MUSIC . Hang The DJ

Thinking Big

J. Edward Keyes on Shuffle

Published: Oct 4, 2006

In an interview with MTV, Killers vocalist Brandon Flowers enthusiastically gushed that his band was in the process of making "one of the best albums of the past 20 years." So it's little surprise that Sam's Town sounds exactly like the record someone who makes those kind of statements would create. Overblown, overstuffed, overthought and overwrought, it's not so much sophomore slump as junior whopper. Sam's Town wants to be Born to Run but ends up being Bat Out of Hell. It's all bombast without emotional context: Choruses are sung loudly and usually by 50 people, instruments are layered 20 deep and easy hooks are traded for exhausting grandeur.

The Killers
Sam's Town
(Island)
The Hold Steady
Boys and Girls in America
(Vagrant)

What's frustrating is that there are pieces of a good album all over Sam's Town, but the band has no idea how to put them together.
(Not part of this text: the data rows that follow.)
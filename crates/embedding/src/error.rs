use thiserror::Error;

/// Errors surfaced by embedding providers.
#[derive(Debug, Error, Clone, PartialEq, Eq)]
pub enum EmbeddingError {
    /// Configuration is inconsistent (e.g., api mode without an endpoint).
    #[error("invalid embedding config: {0}")]
    InvalidConfig(String),

    /// The provider could not produce a vector: transport failure, timeout,
    /// or a non-success response from a remote endpoint.
    #[error("embedding backend unavailable: {0}")]
    Unavailable(String),

    /// The provider returned a vector whose length does not match the
    /// configured dimension. This is a deployment-level inconsistency, not a
    /// per-request condition.
    #[error("embedding dimension mismatch: expected {expected}, got {got}")]
    DimensionMismatch { expected: usize, got: usize },
}
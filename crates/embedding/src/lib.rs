//! Embedding providers for the vitrine recommendation engine.
//!
//! An [`EmbeddingProvider`] maps text to a fixed-dimension vector. The engine
//! treats the model itself as a black box: the only contract is that the
//! dimension is stable for the lifetime of the provider and that identical
//! input produces identical output within one provider instance.
//!
//! Two implementations ship with the crate:
//!
//! - [`HashEmbedder`]: a deterministic, dependency-free local embedder that
//!   derives sinusoid vectors from a hash of the input. It stands in for a
//!   real local model in tests and development environments.
//! - [`HttpEmbedder`]: a blocking HTTP client for a remote inference endpoint
//!   (enabled via [`EmbeddingConfig`] `mode = "api"`), with a configurable
//!   timeout and bounded retry.
//!
//! [`CachedEmbedder`] wraps any provider with a bounded LRU cache keyed by
//! input text.
//!
//! Embedding failure is fatal to the calling operation: providers never
//! substitute zero vectors for errors.

mod cache;
mod config;
mod error;
mod http;
mod normalize;
mod provider;

pub use cache::CachedEmbedder;
pub use config::EmbeddingConfig;
pub use error::EmbeddingError;
pub use http::HttpEmbedder;
pub use normalize::l2_normalize_in_place;
pub use provider::{EmbeddingProvider, HashEmbedder};
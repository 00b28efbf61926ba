//! Deterministic reason generation.
//!
//! A reason is a pure function of (score, category, price): independent
//! clauses accumulate and join with `"; "`. The mapping is stable and
//! testable; no request state feeds into it.

/// Price above which an item earns the premium clause.
const PREMIUM_PRICE: f64 = 1000.0;
/// Price below which an item earns the value clause.
const VALUE_PRICE: f64 = 200.0;

/// Build the reason string for a query recommendation.
///
/// Clauses, in order: a similarity tier (strictly above 0.9 / 0.8 / 0.7;
/// boundary values fall into the lower tier), a category-popularity clause
/// whenever the category is known, and a price tier. When nothing applies
/// the generic fallback is returned.
pub fn recommendation_reason(score: f32, category: &str, price: f64) -> String {
    let mut reasons: Vec<String> = Vec::new();

    if score > 0.9 {
        reasons.push("Highly similar to your search".to_string());
    } else if score > 0.8 {
        reasons.push("Very similar to your search".to_string());
    } else if score > 0.7 {
        reasons.push("Similar to your search".to_string());
    }

    if category_is_known(category) {
        reasons.push(format!("Popular in {category} category"));
    }

    if price > PREMIUM_PRICE {
        reasons.push("Premium quality".to_string());
    } else if price > 0.0 && price < VALUE_PRICE {
        reasons.push("Great value".to_string());
    }

    if reasons.is_empty() {
        "Recommended for you".to_string()
    } else {
        reasons.join("; ")
    }
}

/// `"Unknown"` is the normalization sentinel for an unparseable category; it
/// counts as unknown here, as does an empty label.
fn category_is_known(category: &str) -> bool {
    !category.is_empty() && category != "Unknown"
}

#[cfg(test)]
mod tests {
    use super::*;

    #[test]
    fn all_clauses_join_with_semicolons() {
        let reason = recommendation_reason(0.95, "Chairs", 1500.0);
        assert_eq!(
            reason,
            "Highly similar to your search; Popular in Chairs category; Premium quality"
        );
    }

    #[test]
    fn similarity_tiers_are_strict() {
        assert!(recommendation_reason(0.95, "", 500.0).contains("Highly similar"));
        assert!(recommendation_reason(0.85, "", 500.0).contains("Very similar"));
        assert!(recommendation_reason(0.75, "", 500.0).contains("Similar to your search"));
        // Boundary values fall into the lower tier.
        let at_nine_tenths = recommendation_reason(0.9, "", 500.0);
        assert!(!at_nine_tenths.contains("Highly"));
        assert!(at_nine_tenths.contains("Very similar"));
        let at_point_seven = recommendation_reason(0.7, "", 500.0);
        assert!(!at_point_seven.contains("Similar"));
    }

    #[test]
    fn low_score_omits_similarity_clause() {
        let reason = recommendation_reason(0.5, "Tables", 500.0);
        assert_eq!(reason, "Popular in Tables category");
    }

    #[test]
    fn unknown_category_omitted() {
        assert_eq!(
            recommendation_reason(0.5, "Unknown", 500.0),
            "Recommended for you"
        );
        assert_eq!(recommendation_reason(0.5, "", 500.0), "Recommended for you");
    }

    #[test]
    fn price_tiers() {
        assert!(recommendation_reason(0.0, "", 1200.0).contains("Premium quality"));
        assert!(recommendation_reason(0.0, "", 50.0).contains("Great value"));
        // Mid-range prices earn no price clause.
        assert_eq!(recommendation_reason(0.0, "", 500.0), "Recommended for you");
        // Exactly 1000 is not premium; exactly 200 is not great value.
        assert_eq!(
            recommendation_reason(0.0, "", 1000.0),
            "Recommended for you"
        );
        assert_eq!(recommendation_reason(0.0, "", 200.0), "Recommended for you");
    }

    #[test]
    fn unknown_price_earns_no_value_clause() {
        // 0.0 means "price unknown", not "free".
        assert_eq!(recommendation_reason(0.0, "", 0.0), "Recommended for you");
    }

    #[test]
    fn reason_is_pure() {
        let a = recommendation_reason(0.82, "Sofas", 180.0);
        let b = recommendation_reason(0.82, "Sofas", 180.0);
        assert_eq!(a, b);
        assert_eq!(a, "Very similar to your search; Popular in Sofas category; Great value");
    }
}
//! Best-effort parsing of heterogeneous dataset fields, isolated here so the
//! engine only ever sees typed products.

/// Sentinels that mean "no value" in scraped datasets.
fn is_missing(s: &str) -> bool {
    let trimmed = s.trim();
    trimmed.is_empty()
        || trimmed.eq_ignore_ascii_case("nan")
        || trimmed.eq_ignore_ascii_case("none")
        || trimmed.eq_ignore_ascii_case("null")
}

/// Parse a price string into a non-negative f64. Strips currency symbols and
/// thousands separators; anything unparseable becomes `0.0` (meaning
/// unknown, not free) with a warning.
pub fn clean_price(raw: &str) -> f64 {
    if is_missing(raw) {
        return 0.0;
    }
    let cleaned: String = raw
        .trim()
        .chars()
        .filter(|c| c.is_ascii_digit() || *c == '.' || *c == '-')
        .collect();
    match cleaned.parse::<f64>() {
        Ok(price) if price >= 0.0 => price,
        Ok(_) | Err(_) => {
            tracing::warn!(raw, "could not parse price, using 0.0");
            0.0
        }
    }
}

/// Parse a category field into a clean label. A `"[a, b]"`-shaped list
/// string flattens to `"a, b"`; missing values become `"Unknown"`.
pub fn parse_categories(raw: &str) -> String {
    if is_missing(raw) {
        return "Unknown".to_string();
    }
    let trimmed = raw.trim();
    match parse_list_string(trimmed) {
        Some(items) if !items.is_empty() => items.join(", "),
        _ => trimmed.to_string(),
    }
}

/// Parse an image field and return the first URL, if any. A list-shaped
/// string yields its first element.
pub fn parse_images(raw: &str) -> Option<String> {
    if is_missing(raw) {
        return None;
    }
    let trimmed = raw.trim();
    match parse_list_string(trimmed) {
        Some(items) => items.into_iter().next(),
        None => Some(trimmed.to_string()),
    }
}

/// Split a `"['a', 'b']"`-shaped string into its elements. Returns `None`
/// when the input is not bracketed; bracketed-but-empty input yields an
/// empty vec.
fn parse_list_string(raw: &str) -> Option<Vec<String>> {
    let inner = raw.strip_prefix('[')?.strip_suffix(']')?;
    Some(
        inner
            .split(',')
            .map(|item| item.trim().trim_matches(|c| c == '\'' || c == '"').trim())
            .filter(|item| !item.is_empty())
            .map(str::to_string)
            .collect(),
    )
}
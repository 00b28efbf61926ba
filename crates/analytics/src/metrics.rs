use std::collections::BTreeMap;

use catalog::Product;
use serde::{Deserialize, Serialize};

/// Fixed price tiers. For any price exactly one tier holds, so the tier
/// counts always sum to the number of priced items.
#[derive(Debug, Clone, Copy, Serialize, Deserialize, PartialEq, Eq)]
#[serde(rename_all = "snake_case")]
pub enum PriceBucket {
    /// price < 200
    Budget,
    /// 200 <= price < 800
    MidRange,
    /// price >= 800
    Premium,
}

impl PriceBucket {
    /// Deterministic partition of the price line.
    pub fn of(price: f64) -> Self {
        if price < 200.0 {
            PriceBucket::Budget
        } else if price < 800.0 {
            PriceBucket::MidRange
        } else {
            PriceBucket::Premium
        }
    }
}

/// Counts per price tier.
#[derive(Debug, Clone, Copy, Serialize, Deserialize, PartialEq, Eq, Default)]
pub struct PriceRanges {
    pub budget: usize,
    pub mid_range: usize,
    pub premium: usize,
}

/// Global price statistics over products with a known (non-zero) price.
#[derive(Debug, Clone, Copy, Serialize, Deserialize, PartialEq, Default)]
pub struct PriceStats {
    pub min: f64,
    pub max: f64,
    pub mean: f64,
    pub median: f64,
    pub std: f64,
}

#[derive(Debug, Clone, Copy, Serialize, Deserialize, PartialEq, Default)]
pub struct PriceBounds {
    pub min: f64,
    pub max: f64,
}

/// Per-category breakdown.
#[derive(Debug, Clone, Serialize, Deserialize, PartialEq, Default)]
pub struct CategoryInsight {
    pub count: usize,
    /// Share of the scanned catalog, in percent, rounded to two decimals.
    pub percentage: f64,
    /// Average over the category's priced items; 0.0 when none are priced.
    pub avg_price: f64,
    pub price_range: PriceBounds,
}

/// Catalog-wide metrics snapshot, computed fresh per call.
#[derive(Debug, Clone, Serialize, Deserialize, PartialEq, Default)]
pub struct CatalogMetrics {
    pub total_products: usize,
    /// Category label → product count.
    pub categories: BTreeMap<String, usize>,
    pub category_insights: BTreeMap<String, CategoryInsight>,
    pub price_statistics: PriceStats,
    pub price_ranges: PriceRanges,
}

pub(crate) fn compute_metrics(products: &[Product]) -> CatalogMetrics {
    if products.is_empty() {
        return CatalogMetrics::default();
    }

    let total = products.len();
    let mut categories: BTreeMap<String, usize> = BTreeMap::new();
    for product in products {
        *categories.entry(product.category.clone()).or_default() += 1;
    }

    // "Priced" means a known, non-zero price; 0.0 is the unknown sentinel.
    let prices: Vec<f64> = products
        .iter()
        .map(|p| p.price)
        .filter(|&p| p > 0.0)
        .collect();

    let mut ranges = PriceRanges::default();
    for &price in &prices {
        match PriceBucket::of(price) {
            PriceBucket::Budget => ranges.budget += 1,
            PriceBucket::MidRange => ranges.mid_range += 1,
            PriceBucket::Premium => ranges.premium += 1,
        }
    }

    let mut insights = BTreeMap::new();
    for (category, &count) in &categories {
        let category_prices: Vec<f64> = products
            .iter()
            .filter(|p| &p.category == category)
            .map(|p| p.price)
            .filter(|&p| p > 0.0)
            .collect();
        insights.insert(
            category.clone(),
            CategoryInsight {
                count,
                percentage: round2(count as f64 / total as f64 * 100.0),
                avg_price: mean(&category_prices),
                price_range: PriceBounds {
                    min: min_of(&category_prices),
                    max: max_of(&category_prices),
                },
            },
        );
    }

    CatalogMetrics {
        total_products: total,
        categories,
        category_insights: insights,
        price_statistics: PriceStats {
            min: min_of(&prices),
            max: max_of(&prices),
            mean: mean(&prices),
            median: median(&prices),
            std: std_dev(&prices),
        },
        price_ranges: ranges,
    }
}

fn round2(value: f64) -> f64 {
    (value * 100.0).round() / 100.0
}

pub(crate) fn mean(values: &[f64]) -> f64 {
    if values.is_empty() {
        0.0
    } else {
        values.iter().sum::<f64>() / values.len() as f64
    }
}

pub(crate) fn min_of(values: &[f64]) -> f64 {
    if values.is_empty() {
        0.0
    } else {
        values.iter().copied().fold(f64::INFINITY, f64::min)
    }
}

pub(crate) fn max_of(values: &[f64]) -> f64 {
    if values.is_empty() {
        0.0
    } else {
        values.iter().copied().fold(f64::NEG_INFINITY, f64::max)
    }
}

pub(crate) fn median(values: &[f64]) -> f64 {
    if values.is_empty() {
        return 0.0;
    }
    let mut sorted = values.to_vec();
    sorted.sort_by(|a, b| a.partial_cmp(b).unwrap_or(std::cmp::Ordering::Equal));
    let mid = sorted.len() / 2;
    if sorted.len() % 2 == 0 {
        (sorted[mid - 1] + sorted[mid]) / 2.0
    } else {
        sorted[mid]
    }
}

/// Population standard deviation.
pub(crate) fn std_dev(values: &[f64]) -> f64 {
    if values.is_empty() {
        return 0.0;
    }
    let m = mean(values);
    let variance = values.iter().map(|v| (v - m) * (v - m)).sum::<f64>() / values.len() as f64;
    variance.sqrt()
}

/// Population variance.
pub(crate) fn variance(values: &[f64]) -> f64 {
    let s = std_dev(values);
    s * s
}
use std::sync::Arc;

use serde::{Deserialize, Serialize};

use crate::{CachedEmbedder, EmbeddingError, EmbeddingProvider, HashEmbedder, HttpEmbedder};

/// Runtime configuration describing which embedding provider to build and how
/// to post-process vectors.
///
/// # Example
/// ```
/// use embedding::EmbeddingConfig;
///
/// let cfg = EmbeddingConfig {
///     mode: "api".into(),
///     api_url: Some("https://embed.example.com/inference/text".into()),
///     api_auth_header: Some("Bearer token".into()),
///     ..Default::default()
/// };
/// assert!(cfg.validate().is_ok());
/// ```
#[derive(Debug, Clone, Serialize, Deserialize, PartialEq)]
pub struct EmbeddingConfig {
    /// Provider selector: `"hash"` (deterministic local stub) or `"api"`
    /// (remote HTTP inference).
    #[serde(default = "default_mode")]
    pub mode: String,
    /// Friendly model label surfaced in remote requests and logs.
    #[serde(default = "default_model_name")]
    pub model_name: String,
    /// Output vector dimension. Must match the vector index collection for
    /// the lifetime of that collection.
    #[serde(default = "default_dimension")]
    pub dimension: usize,
    /// Normalize vectors to unit length (recommended for cosine similarity).
    #[serde(default = "true_value")]
    pub normalize: bool,
    /// Inference endpoint when [`mode`](Self::mode) is `"api"`.
    #[serde(default)]
    pub api_url: Option<String>,
    /// Authorization header value (e.g., `"Bearer hf_xxx"`).
    #[serde(default)]
    pub api_auth_header: Option<String>,
    /// Overall per-call API timeout in seconds.
    #[serde(default = "default_timeout_secs")]
    pub api_timeout_secs: u64,
    /// Maximum attempts per API call (1 = no retry).
    #[serde(default = "default_max_retries")]
    pub max_retries: usize,
    /// Maximum inputs per remote batch request.
    #[serde(default = "default_batch_size")]
    pub batch_size: usize,
    /// LRU cache capacity in entries; 0 disables caching.
    #[serde(default = "default_cache_size")]
    pub cache_size: usize,
}

impl EmbeddingConfig {
    /// Validate the configuration before building a provider.
    pub fn validate(&self) -> Result<(), EmbeddingError> {
        match self.mode.as_str() {
            "hash" | "api" => {}
            other => {
                return Err(EmbeddingError::InvalidConfig(format!(
                    "mode must be \"hash\" or \"api\", got {other:?}"
                )));
            }
        }
        if self.dimension == 0 {
            return Err(EmbeddingError::InvalidConfig(
                "dimension must be >= 1".into(),
            ));
        }
        if self.mode == "api" && self.api_url.is_none() {
            return Err(EmbeddingError::InvalidConfig(
                "api mode requires api_url".into(),
            ));
        }
        if self.batch_size == 0 {
            return Err(EmbeddingError::InvalidConfig(
                "batch_size must be >= 1".into(),
            ));
        }
        Ok(())
    }

    /// Build the configured provider, wrapping it in an LRU cache when
    /// [`cache_size`](Self::cache_size) is non-zero.
    pub fn build(&self) -> Result<Arc<dyn EmbeddingProvider>, EmbeddingError> {
        self.validate()?;
        let inner: Arc<dyn EmbeddingProvider> = match self.mode.as_str() {
            "api" => Arc::new(HttpEmbedder::new(self)?),
            _ => Arc::new(HashEmbedder::new(self.dimension, self.normalize)),
        };
        if self.cache_size > 0 {
            Ok(Arc::new(CachedEmbedder::new(inner, self.cache_size)))
        } else {
            Ok(inner)
        }
    }
}

impl Default for EmbeddingConfig {
    fn default() -> Self {
        Self {
            mode: default_mode(),
            model_name: default_model_name(),
            dimension: default_dimension(),
            normalize: true,
            api_url: None,
            api_auth_header: None,
            api_timeout_secs: default_timeout_secs(),
            max_retries: default_max_retries(),
            batch_size: default_batch_size(),
            cache_size: default_cache_size(),
        }
    }
}

fn default_mode() -> String {
    "hash".to_string()
}

fn default_model_name() -> String {
    "all-MiniLM-L6-v2".to_string()
}

fn default_dimension() -> usize {
    384
}

fn true_value() -> bool {
    true
}

fn default_timeout_secs() -> u64 {
    30
}

fn default_max_retries() -> usize {
    3
}

fn default_batch_size() -> usize {
    32
}

fn default_cache_size() -> usize {
    1024
}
Case in point: "Why Do I Keep Counting?", a slow-burner that comes late in the record. The song's got a fantastic, one-line refrain, Flowers and his backing chorus chanting "Help me get down, I can make it, help me get down" with increasing urgency. It's the kind of high drama you build to, tagging it onto the end of the song to bring the house down. Instead, the group first drops it at the 90-second mark and then repeats it ad nauseam, blunting its effectiveness and killing its charm. Overstatement is Sam's Town's only trick. Its weariness amazes.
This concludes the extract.